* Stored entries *
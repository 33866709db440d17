//! Word game: every so often a word is posted to the group and the first
//! member to type it back wins bonus points. At most one round is open at a
//! time and each round has exactly one winner.

use chrono::{DateTime, Utc};
use rand::seq::SliceRandom;
use serde::{Deserialize, Serialize};
use std::sync::Arc;
use tracing::{debug, info, warn};

use crate::error::CoreResult;
use crate::member::{ChatId, MessageId};
use crate::platform::NotificationChannel;
use crate::store::{Change, Collection, RecordStore};

const WORDS: &[&str] = &[
    "rioja", "vino", "amigo", "fiesta", "pintxo", "botella", "musica", "cuadrilla", "tardeo", "verano",
    "invierno", "montana", "playa", "chuleton", "torneo", "cafe", "helado", "parque", "futbol", "pelota",
];

#[derive(Debug, Clone, Default, PartialEq, Eq, Serialize, Deserialize)]
pub struct WordGameState {
    #[serde(default)]
    pub active: bool,
    #[serde(default)]
    pub current_word: Option<String>,
    #[serde(default)]
    pub last_message_id: Option<MessageId>,
    #[serde(default, deserialize_with = "crate::ledger::timestamp::optional")]
    pub last_started_at: Option<DateTime<Utc>>,
}

impl WordGameState {
    /// The word of the open round. A round flagged active without a word is
    /// treated as closed.
    pub fn open_word(&self) -> Option<&str> {
        if self.active {
            self.current_word.as_deref()
        } else {
            None
        }
    }

    fn close(&mut self) {
        self.active = false;
        self.current_word = None;
        self.last_started_at = None;
    }
}

pub struct WordGame {
    state: Collection<WordGameState>,
    notifier: Arc<dyn NotificationChannel>,
    group_id: ChatId,
    points: u64,
}

impl std::fmt::Debug for WordGame {
    fn fmt(&self, f: &mut std::fmt::Formatter<'_>) -> std::fmt::Result {
        f.debug_struct("WordGame")
            .field("state", &self.state)
            .field("group_id", &self.group_id)
            .field("points", &self.points)
            .finish()
    }
}

impl WordGame {
    pub async fn open(
        store: Arc<dyn RecordStore<WordGameState>>,
        notifier: Arc<dyn NotificationChannel>,
        group_id: ChatId,
        points: u64,
    ) -> Self {
        Self {
            state: Collection::open("word_game", store).await,
            notifier,
            group_id,
            points,
        }
    }

    /// Points awarded to a round's winner.
    pub fn points(&self) -> u64 {
        self.points
    }

    pub async fn current(&self) -> WordGameState {
        self.state.snapshot().await
    }

    /// Posts a new word to the group unless a round is already open.
    /// Returns the word when a round started.
    pub async fn start_round(&self) -> CoreResult<Option<String>> {
        if self.group_id == 0 {
            warn!("GROUP_CHAT_ID not set; word game round skipped");
            return Ok(None);
        }
        if self.state.read(|s| s.open_word().is_some()).await {
            info!("Word game round still open; not starting another");
            return Ok(None);
        }

        let word = pick_word();
        let text = format!(
            "Word game!\nFirst to type this word wins {} points:\n\n{word}",
            self.points
        );
        let message_id = self.notifier.send_message(self.group_id, &text, None).await?;

        let now = Utc::now();
        self.state
            .update(|s| {
                s.active = true;
                s.current_word = Some(word.clone());
                s.last_message_id = Some(message_id);
                s.last_started_at = Some(now);
                Ok(Change::Commit(()))
            })
            .await?;

        info!(message_id = message_id, word = %word, "Word game round started");
        Ok(Some(word))
    }

    /// Closes the open round if `text` matches its word and returns the
    /// word. Concurrent correct guesses see exactly one winner.
    pub async fn claim_guess(&self, text: &str) -> CoreResult<Option<String>> {
        let guess = normalize_guess(text);
        if guess.is_empty() {
            return Ok(None);
        }
        let matches = |s: &WordGameState| s.open_word().is_some_and(|w| normalize_guess(w) == guess);
        if !self.state.read(matches).await {
            return Ok(None);
        }

        self.state
            .update(|s| {
                if !matches(s) {
                    return Ok(Change::Unchanged(None));
                }
                let word = s.current_word.take();
                s.close();
                Ok(Change::Commit(word))
            })
            .await
    }

    /// Closes the open round without a winner. Returns whether one was open.
    pub async fn finish_round(&self) -> CoreResult<bool> {
        let closed = self
            .state
            .update(|s| {
                if !s.active {
                    return Ok(Change::Unchanged(false));
                }
                s.close();
                Ok(Change::Commit(true))
            })
            .await?;
        if closed {
            debug!("Word game round closed without a winner");
        }
        Ok(closed)
    }
}

/// Lowercases and keeps only letters (Spanish accents included) and digits.
pub fn normalize_guess(text: &str) -> String {
    text.trim()
        .to_lowercase()
        .chars()
        .filter(|c| c.is_ascii_lowercase() || c.is_ascii_digit() || "ñáéíóúü".contains(*c))
        .collect()
}

fn pick_word() -> String {
    WORDS
        .choose(&mut rand::thread_rng())
        .copied()
        .unwrap_or("cuadrilla")
        .to_string()
}

#[cfg(test)]
mod tests {
    use super::*;
    use crate::error::CoreError;
    use crate::store::MemoryStore;
    use crate::testing::RecordingChannel;

    const GROUP: ChatId = -42;

    async fn game(group_id: ChatId) -> (WordGame, Arc<RecordingChannel>, Arc<MemoryStore<WordGameState>>) {
        let channel = Arc::new(RecordingChannel::new());
        let store = Arc::new(MemoryStore::new(WordGameState::default()));
        let game = WordGame::open(store.clone(), channel.clone(), group_id, 50).await;
        (game, channel, store)
    }

    #[test]
    fn guesses_are_normalized() {
        assert_eq!(normalize_guess("  Chuletón!! "), "chuletón");
        assert_eq!(normalize_guess("Tar-deo 2"), "tardeo2");
        assert_eq!(normalize_guess("🍷"), "");
    }

    #[tokio::test]
    async fn round_posts_a_known_word_once() {
        let (game, channel, _) = game(GROUP).await;
        let word = game.start_round().await.unwrap().unwrap();
        assert!(WORDS.contains(&word.as_str()));

        let posted = channel.sent_to(GROUP);
        assert_eq!(posted.len(), 1);
        assert!(posted[0].contains(&word));
        assert!(posted[0].contains("50 points"));

        let state = game.current().await;
        assert_eq!(state.open_word(), Some(word.as_str()));
        assert_eq!(state.last_message_id, Some(1));
        assert!(state.last_started_at.is_some());

        assert_eq!(game.start_round().await.unwrap(), None);
        assert_eq!(channel.sent_to(GROUP).len(), 1);
    }

    #[tokio::test]
    async fn first_correct_guess_wins_and_closes_the_round() {
        let (game, _, _) = game(GROUP).await;
        let word = game.start_round().await.unwrap().unwrap();

        assert_eq!(game.claim_guess("definitely not it").await.unwrap(), None);
        let shouted = format!("  {}! ", word.to_uppercase());
        assert_eq!(game.claim_guess(&shouted).await.unwrap(), Some(word.clone()));
        assert_eq!(game.claim_guess(&word).await.unwrap(), None);

        let state = game.current().await;
        assert!(!state.active);
        assert_eq!(state.current_word, None);
    }

    #[tokio::test]
    async fn no_group_means_no_rounds() {
        let (game, channel, _) = game(0).await;
        assert_eq!(game.start_round().await.unwrap(), None);
        assert!(channel.sent().is_empty());
    }

    #[tokio::test]
    async fn failed_close_keeps_the_round_open() {
        let (game, _, store) = game(GROUP).await;
        let word = game.start_round().await.unwrap().unwrap();

        store.set_fail_writes(true);
        assert!(matches!(game.claim_guess(&word).await, Err(CoreError::Persistence { .. })));
        store.set_fail_writes(false);

        assert_eq!(game.claim_guess(&word).await.unwrap(), Some(word));
        assert!(!game.finish_round().await.unwrap());
    }

    #[tokio::test]
    async fn first_generation_state_loads() {
        let raw = r#"{"active": true, "current_word": "vino", "last_message_id": 77,
                      "last_started_at": "2025-11-02T18:30:00.123456"}"#;
        let state: WordGameState = serde_json::from_str(raw).unwrap();
        assert_eq!(state.open_word(), Some("vino"));
        assert_eq!(state.last_message_id, Some(77));
        assert_eq!(state.last_started_at.unwrap().to_rfc3339(), "2025-11-02T18:30:00.123456+00:00");
    }
}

* Task description *
Every line above with the word "RecordingChannel" belongs in the answer, copied as written.

* Solved exercise *
    use crate::testing::RecordingChannel;
    async fn game(group_id: ChatId) -> (WordGame, Arc<RecordingChannel>, Arc<MemoryStore<WordGameState>>) {
        let channel = Arc::new(RecordingChannel::new());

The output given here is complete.